Step back and notice the shape of what you just did. Each tool answered a different question, and the order mattered. Sentry told you what threw and scoped it by tag. The logs gave you the narrative and pinned the moment of divergence. The blast-radius check told you it was contained. If the logs still had not explained why, say you needed to watch a predicate evaluate line by line, that is where the next lesson picks up: when the narrative runs out, you attach the debugger.

That diagnostic order is the transferable skill, more than any single tool. The exercise below shuffles the five steps. Put them back into the sequence you would actually follow at 2am.

Order the diagnostic steps for the 2am webhook page. Drag the items into the correct order, then press Check.

Open the Sentry event group and confirm it is a single fingerprint
Copy a sample requestId from the event’s request context
Filter the drain by that requestId and read the per-request narrative
Widen the filter to the orgId over the incident window to check the blast radius
Read the info lines across several requests to find the moment they all started diverging

What stays on Vercel, and what the drain is not for

Section titled “What stays on Vercel, and what the drain is not for”

The drain is powerful, which makes it easy to over-reach with. Two boundaries keep it in its lane.

The first is that not everything belongs in the drain. Build logs, deploy events, function-duration p95, and cold-start metrics all live in Vercel’s own Observability UI, and they stay there. The drain carries application JSON, while the platform telemetry stays platform-native. Draining everything just pays to duplicate data Vercel already shows you.

That brings the chapter’s synthesis into focus. Your minimum viable observability stack is three tools and one workflow:

Sentry what threw
Drain destination what happened
Vercel UI platform health
The observability floor for a 2026 SaaS. Anything beyond it, such as APM, distributed tracing, or custom dashboards, has to earn its weight against this baseline.

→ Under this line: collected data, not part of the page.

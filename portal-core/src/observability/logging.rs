use opentelemetry::KeyValue;
use opentelemetry_otlp::WithExportConfig;
use opentelemetry_sdk::{Resource, runtime, trace as sdktrace};
use tracing_subscriber::{layer::SubscriberExt, util::SubscriberInitExt};

/// Initialize the tracing stack: env-filtered JSON logs, plus OTLP span
/// export when an endpoint is configured.
pub fn init_tracing(service_name: &str, log_level: &str, otlp_endpoint: Option<&str>) {
    let env_filter = tracing_subscriber::EnvFilter::try_from_default_env()
        .unwrap_or_else(|_| tracing_subscriber::EnvFilter::new(log_level));

    let Some(endpoint) = otlp_endpoint else {
        tracing_subscriber::registry()
            .with(env_filter)
            .with(
                tracing_subscriber::fmt::layer()
                    .with_file(true)
                    .with_line_number(true)
                    .json()
                    .flatten_event(true),
            )
            .init();
        return;
    };

    let otlp_exporter = opentelemetry_otlp::new_exporter()
        .tonic()
        .with_endpoint(endpoint);

    let tracer =
        match opentelemetry_otlp::new_pipeline()
            .tracing()
            .with_exporter(otlp_exporter)
            .with_trace_config(sdktrace::config().with_resource(Resource::new(vec![
                KeyValue::new("service.name", service_name.to_string()),
            ])))
            .install_batch(runtime::Tokio)
        {
            Ok(t) => t,
            Err(e) => {
                eprintln!(
                    "Failed to initialize OTLP tracer for service '{}' at endpoint '{}': {}",
                    service_name, endpoint, e
                );
                panic!("Failed to initialize OTLP tracer: {}", e);
            }
        };

    let telemetry = tracing_opentelemetry::layer().with_tracer(tracer);

    tracing_subscriber::registry()
        .with(env_filter)
        .with(telemetry)
        .with(
            tracing_subscriber::fmt::layer()
                .with_file(true)
                .with_line_number(true)
                .json()
                .flatten_event(true),
        )
        .init();
}
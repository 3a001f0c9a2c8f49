//! Invitation lifecycle: creation, identity-verified acceptance, renewal.
//!
//! States move `pending -> {accepted, expired, renewed}`; the terminal
//! states never transition further. A renewed AO invitation spawns a
//! fresh record rather than reviving the old one.

use rand::Rng;
use std::sync::Arc;
use uuid::Uuid;
use validator::{Validate, ValidationError, ValidationErrors};

use super::deliverability::DeliverabilityChecker;
use super::email::Mailer;
use super::error::InvitationError;
use super::identity::{UserInfoError, UserInfoService, VerifiedClaims};
use super::store::PortalStore;
use super::throttle::MailThrottle;
use crate::models::{
    AoOrgLink, CdOrgLink, Invitation, InvitationStatus, InvitationType, ProviderOrganization,
    User,
};

const VERIFICATION_CODE_LENGTH: usize = 6;
const VERIFICATION_CODE_ALPHABET: &[u8] = b"ABCDEFGHJKLMNPQRSTUVWXYZ23456789";

/// Attributes for a new Credential Delegate invitation. Names and phone
/// are required; the phone must carry exactly ten digits.
#[derive(Debug, Clone, Validate)]
pub struct CdInvitationAttributes {
    #[validate(length(min = 1, message = "can't be blank"))]
    pub invited_given_name: String,
    #[validate(length(min = 1, message = "can't be blank"))]
    pub invited_family_name: String,
    #[validate(length(min = 1, message = "can't be blank"))]
    pub phone_raw: String,
    #[validate(email(message = "is invalid"))]
    pub invited_email: String,
    #[validate(must_match(other = "invited_email", message = "doesn't match invited email"))]
    pub invited_email_confirmation: String,
}

/// Attributes for a new Authorized Official invitation. Only the email is
/// required; the official's name comes from identity proofing later.
#[derive(Debug, Clone, Validate)]
pub struct AoInvitationAttributes {
    pub invited_given_name: String,
    pub invited_family_name: String,
    #[validate(email(message = "is invalid"))]
    pub invited_email: String,
    #[validate(must_match(other = "invited_email", message = "doesn't match invited email"))]
    pub invited_email_confirmation: String,
}

/// Result of a completed registration.
#[derive(Debug, Clone)]
pub struct RegistrationOutcome {
    pub user: User,
    pub invitation: Invitation,
}

pub struct InvitationService {
    store: Arc<dyn PortalStore>,
    identity: Arc<dyn UserInfoService>,
    mailer: Arc<dyn Mailer>,
    deliverability: Arc<dyn DeliverabilityChecker>,
    throttle: MailThrottle,
}
//! Mail throttle: a fixed-window counter per recipient, bounding outbound
//! notification volume.

use async_trait::async_trait;
use redis::{aio::ConnectionManager, Client};
use std::collections::HashMap;
use std::sync::Mutex;
use std::time::{Duration, Instant};

#[async_trait]
pub trait ThrottleStore: Send + Sync {
    /// Atomically count an attempt under `key`. Returns true while the
    /// window's count stays at or below `limit`. The window's TTL is set
    /// when the counter is created and never refreshed, so repeated or
    /// refused attempts cannot extend it.
    async fn increment_if_below(
        &self,
        key: &str,
        limit: u32,
        ttl: Duration,
    ) -> Result<bool, anyhow::Error>;
}

#[derive(Clone)]
pub struct RedisThrottleStore {
    _client: Client,
    manager: ConnectionManager,
}

impl RedisThrottleStore {
    pub async fn new(config: &crate::config::RedisConfig) -> Result<Self, anyhow::Error> {
        tracing::info!(url = %config.url, "Connecting to Redis");
        let client = Client::open(config.url.clone())?;

        // Use ConnectionManager for automatic reconnection
        let manager = client.get_connection_manager().await.map_err(|e| {
            tracing::error!("Failed to get Redis connection manager: {}", e);
            anyhow::anyhow!("Failed to connect to Redis: {}", e)
        })?;

        tracing::info!("Successfully connected to Redis");

        Ok(Self {
            _client: client,
            manager,
        })
    }
}

#[async_trait]
impl ThrottleStore for RedisThrottleStore {
    async fn increment_if_below(
        &self,
        key: &str,
        limit: u32,
        ttl: Duration,
    ) -> Result<bool, anyhow::Error> {
        let mut conn = self.manager.clone();
        let key = format!("mail_throttle:{}", key);

        let count: i64 = redis::cmd("INCR")
            .arg(&key)
            .query_async(&mut conn)
            .await
            .map_err(|e| anyhow::anyhow!("Failed to increment throttle counter: {}", e))?;

        if count == 1 {
            redis::cmd("EXPIRE")
                .arg(&key)
                .arg(ttl.as_secs())
                .query_async::<_, ()>(&mut conn)
                .await
                .map_err(|e| anyhow::anyhow!("Failed to expire throttle counter: {}", e))?;
        }

        // Counts past the limit are inert: the TTL was fixed at window
        // start, so the overshoot expires with the window.
        Ok(count <= limit as i64)
    }
}

/// Mutex-backed store for tests and single-process deployments.
#[derive(Default)]
pub struct InMemoryThrottleStore {
    counters: Mutex<HashMap<String, (u32, Instant)>>,
}

impl InMemoryThrottleStore {
    pub fn new() -> Self {
        Self::default()
    }
}

#[async_trait]
impl ThrottleStore for InMemoryThrottleStore {
    async fn increment_if_below(
        &self,
        key: &str,
        limit: u32,
        ttl: Duration,
    ) -> Result<bool, anyhow::Error> {
        let mut counters = self
            .counters
            .lock()
            .map_err(|e| anyhow::anyhow!("throttle mutex poisoned: {}", e))?;

        let now = Instant::now();
        let entry = counters.entry(key.to_string()).or_insert((0, now + ttl));

        if now >= entry.1 {
            // Window expired; start a fresh one.
            *entry = (0, now + ttl);
        }

        if entry.0 >= limit {
            return Ok(false);
        }

        entry.0 += 1;
        Ok(true)
    }
}

/// Gate in front of outbound mail, keyed by recipient.
#[derive(Clone)]
pub struct MailThrottle {
    store: std::sync::Arc<dyn ThrottleStore>,
    limit: u32,
    expiration: Duration,
}

impl MailThrottle {
    pub fn new(store: std::sync::Arc<dyn ThrottleStore>, config: &crate::config::MailThrottleConfig) -> Self {
        Self {
            store,
            limit: config.limit,
            expiration: Duration::from_secs(config.expiration_seconds),
        }
    }

    /// Whether a message may be sent to `key` right now. Store failures
    /// refuse the send; the throttle protects a scarce mail quota.
    pub async fn allow(&self, key: &str) -> bool {
        match self
            .store
            .increment_if_below(key, self.limit, self.expiration)
            .await
        {
            Ok(allowed) => allowed,
            Err(e) => {
                tracing::error!(error = %e, key = %key, "Throttle store error; refusing send");
                false
            }
        }
    }
}

#[cfg(test)]
mod tests {
    use super::*;
    use crate::config::MailThrottleConfig;
    use std::sync::Arc;

    fn throttle(limit: u32, expiration_seconds: u64) -> MailThrottle {
        MailThrottle::new(
            Arc::new(InMemoryThrottleStore::new()),
            &MailThrottleConfig {
                limit,
                expiration_seconds,
            },
        )
    }

    #[tokio::test]
    async fn allows_up_to_limit_then_refuses() {
        let throttle = throttle(2, 5);

        assert!(throttle.allow("bob@testy.com").await);
        assert!(throttle.allow("bob@testy.com").await);
        assert!(!throttle.allow("bob@testy.com").await);
    }

    #[tokio::test]
    async fn keys_are_independent() {
        let throttle = throttle(1, 5);

        assert!(throttle.allow("bob@testy.com").await);
        assert!(!throttle.allow("bob@testy.com").await);
        assert!(throttle.allow("lisa@testy.com").await);
    }

    #[tokio::test]
    async fn window_resets_after_expiration() {
        let throttle = throttle(2, 1);

        assert!(throttle.allow("bob@testy.com").await);
        assert!(throttle.allow("bob@testy.com").await);
        assert!(!throttle.allow("bob@testy.com").await);

        tokio::time::sleep(std::time::Duration::from_millis(1100)).await;

        assert!(throttle.allow("bob@testy.com").await);
    }

    #[tokio::test]
    async fn refused_attempts_do_not_extend_window() {
        let store = Arc::new(InMemoryThrottleStore::new());
        let throttle = MailThrottle::new(
            store,
            &MailThrottleConfig {
                limit: 1,
                expiration_seconds: 1,
            },
        );

        assert!(throttle.allow("bob@testy.com").await);

        // Hammer the gate past the limit for most of the window.
        for _ in 0..5 {
            assert!(!throttle.allow("bob@testy.com").await);
            tokio::time::sleep(std::time::Duration::from_millis(100)).await;
        }

        // The window still expires on schedule from its first increment.
        tokio::time::sleep(std::time::Duration::from_millis(600)).await;
        assert!(throttle.allow("bob@testy.com").await);
    }
}
#[async_trait]
impl PortalStore for InMemoryStore {
    async fn health_check(&self) -> Result<(), AppError> {
        Ok(())
    }

    async fn find_invitation(&self, invitation_id: Uuid) -> Result<Option<Invitation>, AppError> {
        Ok(self
            .locked()?
            .invitations
            .iter()
            .find(|i| i.invitation_id == invitation_id)
            .cloned())
    }

    async fn insert_invitation(&self, invitation: &Invitation) -> Result<(), AppError> {
        self.locked()?.invitations.push(invitation.clone());
        Ok(())
    }

    async fn update_invitation_status(
        &self,
        invitation_id: Uuid,
        status: InvitationStatus,
    ) -> Result<(), AppError> {
        let mut state = self.locked()?;
        if let Some(invitation) = state
            .invitations
            .iter_mut()
            .find(|i| i.invitation_id == invitation_id)
        {
            invitation.status = status;
        }
        Ok(())
    }

    async fn scrub_invitation_pii(&self, invitation_id: Uuid) -> Result<(), AppError> {
        let mut state = self.locked()?;
        if let Some(invitation) = state
            .invitations
            .iter_mut()
            .find(|i| i.invitation_id == invitation_id)
        {
            invitation.scrub_pii();
        }
        Ok(())
    }

    async fn find_organization(
        &self,
        organization_id: Uuid,
    ) -> Result<Option<ProviderOrganization>, AppError> {
        Ok(self
            .locked()?
            .organizations
            .iter()
            .find(|o| o.organization_id == organization_id)
            .cloned())
    }

    async fn insert_organization(&self, org: &ProviderOrganization) -> Result<(), AppError> {
        self.locked()?.organizations.push(org.clone());
        Ok(())
    }

    async fn organization_npi_exists(&self, npi: &str) -> Result<bool, AppError> {
        Ok(self.locked()?.organizations.iter().any(|o| o.npi == npi))
    }

    async fn find_user_by_uid(&self, uid: &str) -> Result<Option<User>, AppError> {
        Ok(self
            .locked()?
            .users
            .iter()
            .find(|u| u.uid == uid)
            .cloned())
    }

    async fn insert_user(&self, user: &User) -> Result<(), AppError> {
        self.locked()?.users.push(user.clone());
        Ok(())
    }

    async fn set_user_pac_id_if_absent(
        &self,
        user_id: Uuid,
        pac_id: &str,
    ) -> Result<(), AppError> {
        let mut state = self.locked()?;
        if let Some(user) = state.users.iter_mut().find(|u| u.user_id == user_id) {
            if user.pac_id.is_none() {
                user.pac_id = Some(pac_id.to_string());
            }
        }
        Ok(())
    }

    async fn insert_ao_org_link(&self, link: &AoOrgLink) -> Result<(), AppError> {
        self.locked()?.ao_links.push(link.clone());
        Ok(())
    }

    async fn insert_cd_org_link(&self, link: &CdOrgLink) -> Result<(), AppError> {
        self.locked()?.cd_links.push(link.clone());
        Ok(())
    }

    async fn find_active_ao_link(
        &self,
        user_id: Uuid,
        organization_id: Uuid,
    ) -> Result<Option<AoOrgLink>, AppError> {
        Ok(self
            .locked()?
            .ao_links
            .iter()
            .find(|l| {
                l.user_id == user_id
                    && l.provider_organization_id == organization_id
                    && l.revoked_at.is_none()
            })
            .cloned())
    }

    async fn find_cd_link_by_invitation(
        &self,
        invitation_id: Uuid,
    ) -> Result<Option<CdOrgLink>, AppError> {
        Ok(self
            .locked()?
            .cd_links
            .iter()
            .find(|l| l.invitation_id == invitation_id)
            .cloned())
    }

    async fn insert_audit_event(&self, event: &CredentialAuditEvent) -> Result<(), AppError> {
        self.locked()?.audit_events.push(event.clone());
        Ok(())
    }

    async fn audit_events_for_organization(
        &self,
        organization_id: Uuid,
    ) -> Result<Vec<CredentialAuditEvent>, AppError> {
        Ok(self
            .locked()?
            .audit_events
            .iter()
            .filter(|e| e.provider_organization_id == organization_id)
            .cloned()
            .collect())
    }
}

Anything past this floor, such as full APM, distributed tracing, or elaborate custom dashboards, has to justify itself against the baseline before you adopt it. Product analytics and performance traces get their own treatment later in this unit, and they are additions to this floor, not replacements for it.

The second boundary is the one this chapter keeps circling, and now we close it: the drain is not your audit log.

You built that audit log earlier in the course, so this is just the line between its job and the drain’s. The drain answers “what happened, operationally, so I can debug.” The audit log answers “what is the durable, legally-meaningful record of what occurred.” Different audiences, different durability guarantees, different stores.

One last practical note, on cost and visibility together, because they turn out to be the same lever. Free tiers cover course-scale traffic: Axiom’s free Personal tier is around 500 GB of ingest per month, and Vercel bills drain egress on top at roughly $0.50/GB. The detail that catches teams out is that the 500 GB is monthly, and on overage Axiom pauses new ingest rather than deleting old data. A single noisy deploy can therefore burn the month’s budget and leave you blind to new events in the middle of an incident, the worst possible time to go dark. Two habits from earlier protect both the bill and your visibility at once: drain production only, and keep your level discipline, so no info on hot read paths. The cardinality and level discipline you already practice is not just about clean dashboards. It is also what keeps you from spending your way into a blackout. (Vendor figures move, so treat these as the shape, not gospel.)